#### EXERCISE GOAL
Using the records below, count the lines containing "clap" and give only the total.

#### DATASET RECORDS
****************

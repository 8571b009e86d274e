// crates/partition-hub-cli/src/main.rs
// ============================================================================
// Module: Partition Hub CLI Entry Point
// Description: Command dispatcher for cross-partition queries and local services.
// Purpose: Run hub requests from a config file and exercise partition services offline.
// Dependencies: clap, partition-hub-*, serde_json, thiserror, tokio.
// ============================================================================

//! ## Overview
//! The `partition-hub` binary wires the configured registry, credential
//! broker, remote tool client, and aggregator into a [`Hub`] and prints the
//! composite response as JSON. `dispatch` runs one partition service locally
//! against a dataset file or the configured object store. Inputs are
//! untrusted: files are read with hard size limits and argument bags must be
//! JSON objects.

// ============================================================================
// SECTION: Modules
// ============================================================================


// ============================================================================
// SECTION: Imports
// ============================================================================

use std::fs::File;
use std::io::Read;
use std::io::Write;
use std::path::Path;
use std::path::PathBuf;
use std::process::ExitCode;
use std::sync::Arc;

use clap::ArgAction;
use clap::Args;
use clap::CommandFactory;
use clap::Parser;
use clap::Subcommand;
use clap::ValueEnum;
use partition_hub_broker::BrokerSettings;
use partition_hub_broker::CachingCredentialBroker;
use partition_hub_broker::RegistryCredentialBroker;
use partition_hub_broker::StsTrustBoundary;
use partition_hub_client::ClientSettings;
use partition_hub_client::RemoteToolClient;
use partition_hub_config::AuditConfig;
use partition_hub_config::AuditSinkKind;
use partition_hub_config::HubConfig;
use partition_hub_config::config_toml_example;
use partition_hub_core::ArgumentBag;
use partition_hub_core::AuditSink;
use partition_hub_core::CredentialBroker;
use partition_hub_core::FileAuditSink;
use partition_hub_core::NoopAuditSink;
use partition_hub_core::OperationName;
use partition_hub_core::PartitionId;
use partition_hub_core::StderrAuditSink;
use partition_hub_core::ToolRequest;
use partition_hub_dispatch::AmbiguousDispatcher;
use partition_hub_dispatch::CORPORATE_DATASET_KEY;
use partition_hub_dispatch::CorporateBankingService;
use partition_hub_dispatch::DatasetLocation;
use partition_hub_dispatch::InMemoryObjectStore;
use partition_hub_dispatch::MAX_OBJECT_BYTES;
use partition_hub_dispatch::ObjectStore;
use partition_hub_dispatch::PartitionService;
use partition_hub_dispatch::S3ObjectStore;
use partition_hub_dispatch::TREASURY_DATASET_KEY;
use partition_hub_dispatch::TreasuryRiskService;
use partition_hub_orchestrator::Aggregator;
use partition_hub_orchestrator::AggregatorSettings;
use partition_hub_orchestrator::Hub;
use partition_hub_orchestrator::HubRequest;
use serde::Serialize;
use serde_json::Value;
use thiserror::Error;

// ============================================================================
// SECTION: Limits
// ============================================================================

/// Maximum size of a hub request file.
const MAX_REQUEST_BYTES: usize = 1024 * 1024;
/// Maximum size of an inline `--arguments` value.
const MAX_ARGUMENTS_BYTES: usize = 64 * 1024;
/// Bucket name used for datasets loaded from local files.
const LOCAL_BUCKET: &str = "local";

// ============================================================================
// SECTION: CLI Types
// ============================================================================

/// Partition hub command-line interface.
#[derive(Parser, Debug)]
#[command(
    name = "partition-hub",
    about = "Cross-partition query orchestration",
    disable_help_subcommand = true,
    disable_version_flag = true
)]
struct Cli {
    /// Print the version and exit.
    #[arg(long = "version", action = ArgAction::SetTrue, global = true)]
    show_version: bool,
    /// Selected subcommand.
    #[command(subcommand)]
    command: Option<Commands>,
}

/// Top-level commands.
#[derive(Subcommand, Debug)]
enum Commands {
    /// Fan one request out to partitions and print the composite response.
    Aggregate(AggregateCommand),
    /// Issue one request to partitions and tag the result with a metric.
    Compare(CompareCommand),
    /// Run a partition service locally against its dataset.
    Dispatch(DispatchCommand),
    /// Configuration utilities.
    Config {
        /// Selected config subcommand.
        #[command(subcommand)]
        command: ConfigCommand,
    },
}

****************

#### THE ANSWER
7